The thing about wine lovers is that they’re also always food lovers (the reverse is hardly true). They tend to have as adventurous, precise, and passionate palates for what they eat as they do for what they uncork. Keeping this in mind, when we set out to add a food component to Verve Wine, we had to be similarly finicky in our choice of chef for Verve Wine +Provisions in Chicago’s Lincoln Park neighborhood.
We were lucky to find our guy, chef Ryan Epp, who has about the most amazing resume that one could imagine. But he also loves wine, knows great products, and believes in deliciousness. He gave us a few moments to chat, and what we learned is fascinating.
Verve Wine: So, how did cooking come into your life?
Ryan Epp: I was lucky that my family sat around the dinner table at night, and my mom always cooked a nice meal. She wasn’t a chef, but she always tried hard. The culinary focus, though, came from my dad’s mother, who grew up poor in the South, cooking for her family. But then she became an army nurse and lived in France and Germany and fell in love with European food culture. Ultimately she devoted a lot of her adult life into learning about food and cooking. I grew up making baguettes with her and so on.
VW: When did you start to think that cooking could be a way of life?
RE: I’d always worked in food service since I was 13. After high school, I did about a year and a half as a pre-law student before realizing that I loved the kitchen. So I switched my major to culinary science — basically wrote myself a study abroad program — and moved to Spain when I was 19 and lived there for two years.
VW: What was it like cooking in Spain?
RE: Life Changing. An internship took me to the Hotel Arts in Barcelona, a Ritz Carlton, which was at the time the number one European food and beverage hotel in the world. This was right in the middle of the renaissance of Spanish cooking. I started in the catering department, then worked in a modern tapas restaurant by the great Sergio Arola. Then I went to Enoteca, under Paco Perez, who became my mentor. It had one Michelin at the time; now it has two.
Paco invited me to work in his 2-star place in a little village up the Costa Brava, right on the Mediterranean. That was insane. I was 20 at the time, staying in a little village of 2,000 people that was like the Hamptons for Barcelona. In the summer it just blew up with high-end tourists.
The seafood was unreal. We got fish right off the docks. When we opened the sea urchin, we would walk to the beach and scoop up the seawater to wash it. I’d ride a bike up to the mountains to pick wild fennel and borage for that night’s service. While they had a very contemporary menu and avant garde style, it always translated back to the classic cooking and relatability. For instance, there was a classic menu of spanish black rice with rabbit and squid. As a kid from Nebraska, it was very eye opening to see an entire other culture’s version of surf and turf.

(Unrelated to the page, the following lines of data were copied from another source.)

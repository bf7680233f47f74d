// src/models/notas.rs
use serde::{Deserialize, Serialize};
use sqlx::FromRow;
use std::collections::BTreeMap;
use std::fmt;

/// Os quatro bimestres do ano letivo, na ordem.
#[derive(Debug, Clone, Copy, PartialEq, Eq, PartialOrd, Ord, Hash, Serialize, Deserialize)]
#[serde(rename_all = "lowercase")]
pub enum Bimestre {
    B1,
    B2,
    B3,
    B4,
}

impl Bimestre {
    pub const TODOS: [Bimestre; 4] = [Bimestre::B1, Bimestre::B2, Bimestre::B3, Bimestre::B4];

    pub fn as_str(&self) -> &'static str {
        match self {
            Bimestre::B1 => "b1",
            Bimestre::B2 => "b2",
            Bimestre::B3 => "b3",
            Bimestre::B4 => "b4",
        }
    }

    pub fn parse(raw: &str) -> Option<Self> {
        Self::TODOS.into_iter().find(|b| b.as_str().eq_ignore_ascii_case(raw.trim()))
    }

    pub fn numero(&self) -> u8 {
        match self {
            Bimestre::B1 => 1,
            Bimestre::B2 => 2,
            Bimestre::B3 => 3,
            Bimestre::B4 => 4,
        }
    }
}

impl fmt::Display for Bimestre {
    fn fmt(&self, f: &mut fmt::Formatter<'_>) -> fmt::Result {
        write!(f, "Bimestre {}", self.numero())
    }
}

/// Uma avaliação lançada. `nota` não é validada contra `valor_max`.
#[derive(Debug, Clone, PartialEq, Serialize, Deserialize)]
pub struct Avaliacao {
    pub id: String,
    pub nome: String,
    pub valor_max: Option<f64>,
    pub nota: Option<f64>,
}

impl Avaliacao {
    pub fn nota_ou_zero(&self) -> f64 {
        self.nota.unwrap_or(0.0)
    }

    pub fn valor_max_ou_zero(&self) -> f64 {
        self.valor_max.unwrap_or(0.0)
    }
}

/// Linha da tabela `avaliacoes`.
#[derive(Debug, Clone, FromRow)]
pub struct AvaliacaoRow {
    pub id: String,
    pub student_id: String,
    pub bimestre: String,
    pub posicao: i64,
    pub nome: String,
    pub valor_max: Option<f64>,
    pub nota: Option<f64>,
}

/// Todas as avaliações de um aluno, agrupadas por bimestre.
/// Bimestres sem avaliações existem sempre (lista vazia).
#[derive(Debug, Clone, PartialEq, Serialize, Deserialize)]
pub struct Boletim {
    pub bimestres: BTreeMap<Bimestre, Vec<Avaliacao>>,
}

impl Default for Boletim {
    fn default() -> Self {
        Self {
            bimestres: Bimestre::TODOS.into_iter().map(|b| (b, Vec::new())).collect(),
        }
    }
}

impl Boletim {
    pub fn avaliacoes(&self, bimestre: Bimestre) -> &[Avaliacao] {
        self.bimestres.get(&bimestre).map(Vec::as_slice).unwrap_or(&[])
    }

    pub fn push(&mut self, bimestre: Bimestre, avaliacao: Avaliacao) {
        self.bimestres.entry(bimestre).or_default().push(avaliacao);
    }
}

/// Situação final do aluno.
#[derive(Debug, Clone, Copy, PartialEq, Eq, Serialize, Deserialize)]
pub enum StatusFinal {
    Aprovado,
    #[serde(rename = "Recuperação")]
    Recuperacao,
    Reprovado,
}

impl StatusFinal {
    pub fn as_str(&self) -> &'static str {
        match self {
            StatusFinal::Aprovado => "Aprovado",
            StatusFinal::Recuperacao => "Recuperação",
            StatusFinal::Reprovado => "Reprovado",
        }
    }

    /// Classe CSS do selo de status.
    pub fn css_class(&self) -> &'static str {
        match self {
            StatusFinal::Aprovado => "status-aprovado",
            StatusFinal::Recuperacao => "status-recuperacao",
            StatusFinal::Reprovado => "status-reprovado",
        }
    }
}

impl fmt::Display for StatusFinal {
    fn fmt(&self, f: &mut fmt::Formatter<'_>) -> fmt::Result {
        f.write_str(self.as_str())
    }
}

#[derive(Debug, Clone, Copy, Default, PartialEq, Serialize)]
pub struct TotalBimestre {
    pub nota: f64,
    pub valor_max: f64,
}

/// Resultado da agregação de um boletim.
#[derive(Debug, Clone, PartialEq, Serialize)]
pub struct ResumoNotas {
    pub nota_final: f64,
    pub valor_max_final: f64,
    /// 0 quando `valor_max_final` é 0.
    pub percentual: f64,
    pub status: StatusFinal,
    pub por_bimestre: BTreeMap<Bimestre, TotalBimestre>,
}

/// Payload JSON de lançamento de um bimestre (uma entrada por avaliação, pela ordem).
/// Valores numéricos ausentes contam como 0; valores não numéricos são rejeitados na desserialização.
#[derive(Debug, Clone, Deserialize)]
pub struct AvaliacaoInput {
    #[serde(default)]
    pub id: Option<String>,
    pub nome: String,
    #[serde(default, rename = "valorMax", alias = "valor_max")]
    pub valor_max: Option<f64>,
    #[serde(default)]
    pub nota: Option<f64>,
}
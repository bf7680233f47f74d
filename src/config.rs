// src/config.rs
use crate::error::{AppError, AppResult};
use std::{env, net::SocketAddr};

/// Domínio usado para os e-mails gerados no pré-cadastro de alunos.
pub const DEFAULT_EMAIL_DOMAIN: &str = "facillithub.com";
pub const DEFAULT_BIND_ADDR: &str = "0.0.0.0:3000";

/// Configuração lida do ambiente (e do `.env`, se existir) no arranque.
#[derive(Debug, Clone)]
pub struct AppConfig {
    pub database_url: String,
    /// Chave para assinar o cookie de avisos. O `Key` do tower-cookies exige 64 bytes.
    pub cookie_secret: String,
    pub email_domain: String,
    pub bind_addr: SocketAddr,
}

impl AppConfig {
    pub fn from_env() -> AppResult<Self> {
        dotenvy::dotenv().ok();

        let database_url = env::var("DATABASE_URL")?;
        let cookie_secret = env::var("COOKIE_SECRET")?;
        let email_domain = env::var("EMAIL_DOMAIN").unwrap_or_else(|_| DEFAULT_EMAIL_DOMAIN.into());
        let bind_addr = env::var("BIND_ADDR").unwrap_or_else(|_| DEFAULT_BIND_ADDR.into());

        Self::build(database_url, cookie_secret, email_domain, &bind_addr)
    }

    /// Valida os valores brutos. Separado de `from_env` para poder ser testado sem mexer no ambiente.
    pub fn build(
        database_url: String,
        cookie_secret: String,
        email_domain: String,
        bind_addr: &str,
    ) -> AppResult<Self> {
        if database_url.trim().is_empty() {
            return Err(AppError::Config("DATABASE_URL está vazia".into()));
        }
        if cookie_secret.len() < 64 {
            return Err(AppError::Config(format!(
                "COOKIE_SECRET precisa de pelo menos 64 bytes (tem {})",
                cookie_secret.len()
            )));
        }

        let email_domain = email_domain.trim().trim_start_matches('@').to_lowercase();
        if email_domain.is_empty() || !email_domain.contains('.') {
            return Err(AppError::Config(format!("EMAIL_DOMAIN inválido: '{}'", email_domain)));
        }

        let bind_addr = bind_addr
            .parse::<SocketAddr>()
            .map_err(|e| AppError::Config(format!("BIND_ADDR inválido '{}': {}", bind_addr, e)))?;

        Ok(Self {
            database_url,
            cookie_secret,
            email_domain,
            bind_addr,
        })
    }
}
// src/web/frequencia_handlers.rs
use crate::{
    error::AppResult,
    models::frequencia::{Chamada, StatusPresenca},
    services::{frequencia_service, user_service},
    state::AppState,
    templates::{render, FrequenciaPage, LinhaChamada, Nav},
    web::{flash, mw_auth::SessaoAtual},
};
use axum::{
    extract::{Extension, Form, Query, State},
    response::{IntoResponse, Redirect, Response},
};
use chrono::Local;
use serde::Deserialize;
use std::collections::HashMap;
use tower_cookies::Cookies;

/// Prefixo dos campos de estado no formulário da chamada (`status_<id do aluno>`).
const STATUS_PREFIX: &str = "status_";

#[derive(Deserialize, Debug)]
pub struct FrequenciaQuery {
    data: Option<String>,
}

fn hoje() -> String {
    Local::now().date_naive().format("%Y-%m-%d").to_string()
}

/// Monta a chamada a partir dos campos `status_<id>` do formulário.
/// Campos com estado desconhecido são ignorados.
pub fn chamada_do_formulario(campos: &HashMap<String, String>) -> Chamada {
    let mut chamada = Chamada::default();
    for (campo, valor) in campos {
        let Some(student_id) = campo.strip_prefix(STATUS_PREFIX) else {
            continue;
        };
        match StatusPresenca::parse(valor) {
            Some(status) => chamada.set_status(student_id, status),
            None => tracing::warn!("Estado de chamada desconhecido '{}' para {}", valor, student_id),
        }
    }
    chamada
}

// GET /frequencia?data=YYYY-MM-DD
pub async fn frequencia_page_handler(
    State(state): State<AppState>,
    Extension(sessao): Extension<SessaoAtual>,
    cookies: Cookies,
    Query(params): Query<FrequenciaQuery>,
) -> AppResult<Response> {
    let data = match params.data.as_deref().filter(|d| !d.trim().is_empty()) {
        Some(d) => frequencia_service::validar_data(d)?,
        None => hoje(),
    };
    tracing::debug!("GET /frequencia: chamada de {} para {}", data, sessao.user_id);

    let perfis = user_service::students_by_teacher(&state.db_pool, &sessao.user_id).await?;
    let alunos = frequencia_service::carregar_alunos_com_frequencia(&state.db_pool, &perfis).await?;
    let chamada = Chamada::do_dia(&alunos, &data);

    let page = FrequenciaPage {
        nav: Nav::from(&sessao),
        aviso: flash::tomar_aviso(&cookies, &state.cookie_key),
        linhas: alunos
            .iter()
            .map(|a| LinhaChamada::new(a, chamada.status_de(&a.id)))
            .collect(),
        data,
    };
    Ok(render(&page)?.into_response())
}

// POST /frequencia (campos: data, status_<id>...)
pub async fn frequencia_commit_handler(
    State(state): State<AppState>,
    Extension(sessao): Extension<SessaoAtual>,
    cookies: Cookies,
    Form(campos): Form<HashMap<String, String>>,
) -> AppResult<Redirect> {
    let data = frequencia_service::validar_data(campos.get("data").map(String::as_str).unwrap_or_default())?;
    let chamada = chamada_do_formulario(&campos);

    // Só alunos da turma deste professor entram na chamada
    let perfis = user_service::students_by_teacher(&state.db_pool, &sessao.user_id).await?;
    let alunos = frequencia_service::carregar_alunos_com_frequencia(&state.db_pool, &perfis).await?;
    let resultado = frequencia_service::commit_chamada(&state.db_pool, &data, &chamada, &alunos).await?;

    let aviso = if resultado.teve_falhas() {
        let nomes: Vec<&str> = resultado
            .falhas
            .iter()
            .filter_map(|(id, _)| alunos.iter().find(|a| &a.id == id).map(|a| a.nome.as_str()))
            .collect();
        format!(
            "Chamada de {}: {} gravados, {} falharam ({}). Confira e grave de novo.",
            data,
            resultado.gravados.len(),
            resultado.falhas.len(),
            nomes.join(", ")
        )
    } else {
        format!(
            "Chamada de {} gravada: {} alterações, {} sem mudança.",
            data,
            resultado.gravados.len(),
            resultado.inalterados
        )
    };
    flash::definir_aviso(&cookies, &state.cookie_key, aviso);

    // Recarrega a lista a partir da base
    Ok(Redirect::to(&format!("/frequencia?data={}", urlencoding::encode(&data))))
}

VW: Sounds incredible. How did your journey continue?
RE: I was going to move to Berlin to open a place for Paco and came home to sort things out. But delays happened and so I accepted a two-day stage at Alinea that became a job, which I held for about a year and a half. But I realized I’d cooked all this modern European food and now was at the cutting edge at Alinea, but I’d never gone to culinary school or got a background in the classics. I wanted that classic French regimen, so I went to New York and did about five stages around town, but really fell in love with Thomas Keller’s Per Se, where I stayed for four years. Then I opened Grant Achatz’s Aviary in New York and eventually came back and ran Roister and then here.
VW: Quite the resume. What’s your vision for Verve Wine +Provisions, where the model isn’t exactly Grant Achatz and Thomas Keller?
RE: I’m going to draw from all of my background, but also from all the home cooking I’ve been doing over the last year, which has been truly inspirational. This is, at its heart, a neighborhood restaurant, so I’ll forgo some of those finicky knife cuts, over-manipulation, and fussiness. Here, the idea is if you come in three times in one week, you can have three different experiences. One night maybe you just want a glass of wine and some olives. The next night maybe you want an intimate dinner with your significant other and a nice bottle. And the third night you’ve got a business meeting and you need a private room and go crazy on your expense account with crazy bottles, truffles, and caviar. We’re prepared for all of it.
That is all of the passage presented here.